Гимназисты. Истории о мальчиках XIX века - стр. 47
– Если приятна деятельность, то ещё приятнее оценка её…
– Она приятна и необходима, по-моему. Поверьте, что мы, родители, ничем не повредили бы вам, если б имели возможность почаще делиться с вами, учителями, впечатлениями. А в теперешнем виде ваша гимназия мне напоминает суд, в котором есть и председатель, и прокурор, и постоянный подсудимый и только нет защитника этого маленького и, потому что маленького, особенно нуждающегося в защитнике подсудимого…
Томылин молча улыбнулся.
– Ах, какая прелесть твой Томылин, – сказала дорогой мать, полная впечатлений неожиданной встречи.
Тёма был счастлив за своего учителя и тоже переживал наслаждение от бывшего свидания.
– Мама, за что тебя у Бориса Борисовича благодарили?
– Я предложила им переговорить с тётей Надей, чтобы устроить одну дочь классной дамой, а другую учительницей музыки.
– В институте?
– В институте. Вот видишь, и не будут просить милостыню, если даже, не дай бог, и умрёт Борис Борисович…
Тёме после всего пережитого совсем не хотелось приниматься за приготовление уроков для другого дня.
Зина давно уже сидела за уроками, а Тёма все никак не мог найти нужной ему тетради. Брат и сестра занимались в маленькой комнатке, всегда под непосредственным наблюдением матери, которая обыкновенно в это время что-нибудь читала, сидя поодаль в кресле.
Тёма уже двадцатый раз рассеянно переходил от стола к этажерке, где на отдельной полке, в невозможном беспорядке, в контрасте с полкой сестры, валялась перепутанная, хаотическая куча книг и тетрадей.
Зина не выдержала и, молча, бросив работу, наблюдала за братом.
– Показать тебе, Тёма, как ты ходишь? – спросила она и, не дожидаясь, встала, вытянула шею, сделала бессмысленные глаза, открыла рот, опустила руки и с согнутыми коленками начала ходить бесцельно, толкаясь от одной стенки к другой.

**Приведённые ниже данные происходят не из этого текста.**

//! Market-data ingestion: decoders, the per-symbol sequencer, and the
//! payload types they produce.

pub mod decoder;
pub mod sequencer;
pub mod types;

pub use decoder::{BinaryDecoderPolicy, DecodedMessage, JsonDecoderPolicy};
pub use sequencer::{ContinuityRule, MarketDataSequencer, SequencerOutput, SequencerState};
pub use types::{ExecutionReport, MarketData, MarketUpdateData, MdKind, MdType, NO_SEQ};
//! Position keeper: per-symbol position, cost basis, and PnL, all
//! scaled int64. Single-writer — only the trade engine thread ever
//! calls into this.

use crate::core::types::{Qty, Side, TickerId};
use std::collections::HashMap;

/// Per-symbol position and PnL state.
#[derive(Debug, Clone, Copy, Default)]
pub struct SymbolPosition {
    pub net_position: i64,
    pub long_position: i64,
    pub short_position: i64,
    /// VWAP cost of the open long lot, scaled as a `Price` raw value.
    pub long_cost: i64,
    /// VWAP cost of the open short lot, scaled as a `Price` raw value.
    pub short_cost: i64,
    pub realized_pnl_long: i64,
    pub realized_pnl_short: i64,
    pub unrealized_pnl: i64,
    pub volume: i64,
}

impl SymbolPosition {
    fn realized_pnl(&self) -> i64 {
        self.realized_pnl_long + self.realized_pnl_short
    }
}

pub struct PositionKeeper {
    positions: HashMap<TickerId, SymbolPosition>,
}

impl PositionKeeper {
    pub fn new() -> Self {
        Self {
            positions: HashMap::new(),
        }
    }

    pub fn position(&self, ticker: TickerId) -> SymbolPosition {
        self.positions.get(&ticker).copied().unwrap_or_default()
    }

    pub fn realized_pnl(&self, ticker: TickerId) -> i64 {
        self.position(ticker).realized_pnl()
    }

    /// Apply one fill: extends the opening side's VWAP cost, or
    /// realizes PnL against the closing side's cost basis, crossing over
    /// to the opposite side if the fill flips net position. Returns the
    /// change in realized PnL so callers can forward it to the risk
    /// filter's running loss total.
    pub fn on_fill(&mut self, ticker: TickerId, side: Side, price_raw: i64, qty: Qty) -> i64 {
        let pos = self.positions.entry(ticker).or_default();
        let pnl_before = pos.realized_pnl();
        let mut remaining = qty.raw();
        pos.volume += remaining;

        match side {
            Side::Buy => {
                // Close short first, then open/extend long with any leftover.
                if pos.short_position > 0 {
                    let closed = remaining.min(pos.short_position);
                    pos.realized_pnl_short += closed * (pos.short_cost - price_raw);
                    pos.short_position -= closed;
                    remaining -= closed;
                    if pos.short_position == 0 {
                        pos.short_cost = 0;
                    }
                }
                if remaining > 0 {
                    let new_total = pos.long_position + remaining;
                    pos.long_cost = if new_total > 0 {
                        (pos.long_cost * pos.long_position + price_raw * remaining) / new_total
                    } else {
                        0
                    };
                    pos.long_position = new_total;
                }
            }
            Side::Sell => {
                if pos.long_position > 0 {
                    let closed = remaining.min(pos.long_position);
                    pos.realized_pnl_long += closed * (price_raw - pos.long_cost);
                    pos.long_position -= closed;
                    remaining -= closed;
                    if pos.long_position == 0 {
                        pos.long_cost = 0;
                    }
                }
                if remaining > 0 {
                    let new_total = pos.short_position + remaining;
                    pos.short_cost = if new_total > 0 {
                        (pos.short_cost * pos.short_position + price_raw * remaining) / new_total
                    } else {
                        0
                    };
                    pos.short_position = new_total;
                }
            }
            Side::Trade | Side::Invalid => {}
        }

        pos.net_position = pos.long_position - pos.short_position;
        pos.realized_pnl() - pnl_before
    }

    /// Mark-to-market unrealized PnL against the current mid, called on
    /// every BBO update.
    pub fn mark_to_market(&mut self, ticker: TickerId, mark_price_raw: i64) {
        let pos = self.positions.entry(ticker).or_default();
        let long_unrealized = pos.long_position * (mark_price_raw - pos.long_cost);
        let short_unrealized = pos.short_position * (pos.short_cost - mark_price_raw);
        pos.unrealized_pnl = long_unrealized + short_unrealized;
    }
}

impl Default for PositionKeeper {
    fn default() -> Self {
        Self::new()
    }
}

#[cfg(test)]
mod tests {
    use super::*;

    fn ticker() -> TickerId {
        TickerId::new("BTCUSDT")
    }

    #[test]
    fn opening_fill_sets_vwap_cost() {
        let mut pk = PositionKeeper::new();
        pk.on_fill(ticker(), Side::Buy, 100, Qty::from_raw(10));
        let pos = pk.position(ticker());
        assert_eq!(pos.long_position, 10);
        assert_eq!(pos.long_cost, 100);
        assert_eq!(pos.net_position, 10);
    }

    #[test]
    fn averaging_fill_updates_vwap() {
        let mut pk = PositionKeeper::new();
        pk.on_fill(ticker(), Side::Buy, 100, Qty::from_raw(10));
        pk.on_fill(ticker(), Side::Buy, 200, Qty::from_raw(10));
        let pos = pk.position(ticker());
        assert_eq!(pos.long_position, 20);
        assert_eq!(pos.long_cost, 150);
    }

    #[test]
    fn closing_fill_realizes_pnl_and_flips_to_short() {
        let mut pk = PositionKeeper::new();
        pk.on_fill(ticker(), Side::Buy, 100, Qty::from_raw(10));
        pk.on_fill(ticker(), Side::Sell, 120, Qty::from_raw(15));
        let pos = pk.position(ticker());
        assert_eq!(pos.long_position, 0);
        assert_eq!(pos.short_position, 5);
        assert_eq!(pos.short_cost, 120);
        assert_eq!(pos.realized_pnl_long, 10 * (120 - 100));
        assert_eq!(pos.net_position, -5);
    }

    #[test]
    fn mark_to_market_updates_unrealized_pnl_for_long() {
        let mut pk = PositionKeeper::new();
        pk.on_fill(ticker(), Side::Buy, 100, Qty::from_raw(10));
        pk.mark_to_market(ticker(), 110);
        assert_eq!(pk.position(ticker()).unrealized_pnl, 10 * (110 - 100));
    }
}
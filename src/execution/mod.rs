//! Order Execution
//!
//! The slot book ([`order_manager`]) tracks one resting order per
//! price layer per side; [`order_state`] dispatches execution reports
//! onto it and forwards fills to [`position_keeper`]; [`expiry`] sweeps
//! timed-out slots; [`venue`] holds the per-venue quirks (cancel-id
//! scheme, min notional, tick/lot rounding) that [`order_state`] and
//! the engine's venue-policy filter consult; [`encoder`] renders an
//! [`order_manager::OrderRequest`] into the wire frame a venue expects.

pub mod encoder;
pub mod expiry;
pub mod order_manager;
pub mod order_state;
pub mod pending_registry;
pub mod position_keeper;
pub mod venue;

pub use encoder::encode_json;
pub use expiry::{ExpiredCancel, ExpiryKey, ExpiryManager};
pub use order_manager::{
    OrderManager, OrderRequest, ReservedTracker, SideBook, Slot, SlotBook, SlotState,
};
pub use order_state::{FillEvent, OrderStateManager};
pub use pending_registry::{PendingRequest, PendingRequestRegistry};
pub use position_keeper::{PositionKeeper, SymbolPosition};
pub use venue::{CancelIdScheme, VenueRules};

Тёме решительно всё равно было как ни тянуть время, лишь бы не заниматься, и он с удовольствием смотрел на сестру.
Мать, оторвавшись от чтения, строго прикрикнула на детей.
– Мама, – проговорила Зина, – я уже полстраницы написала.
– Моя тетрадь где-то затерялась, – в оправдание проговорил нараспев Тёма.
– Сама затерялась? – строго спросила мать, опуская книгу.
– Я её вот здесь положил вчера, – ответил Тёма и при этом точно указал место на своей полке, куда именно он положил.
– Может быть, мне поискать тебе тетрадь?
Тёма сдвинул недовольно брови и уже сосредоточенно стал искать тетрадь, которую и вытащил наконец из перепутанной кучи.
– Я её сам закинул, – проговорил он, улыбаясь.
На некоторое время воцарилось молчание.
Тёма погрузился в писание и с чувством начал выводить буквы, или, вернее, невозможные каракули.
Зина, вскинув глазами на брата, так и замерла в наблюдательной позе.
– Тёма, показать тебе, как ты пишешь?
Тёма с удовольствием оставил своё писание и, предвкушая наслаждение, уставился на сестру.
Зина, расставив локти как можно шире, совсем легла на стол, высунула на щёку язык, скосила глаза и застыла в такой позе.
– Неправда, – проговорил сомнительно Тёма.
– Мама, Тёма хорошо сидит, когда пишет?
– Отвратительно.
– Правда – похоже?
– Хуже даже.
– А, что? – торжествующе обратилась Зина к брату.
– А зато я быстрее тебя стихи учу, – ответил Тёма.
– И вовсе нет.
– Ну, давай пари: я только два раза прочитаю и уж буду знать на память.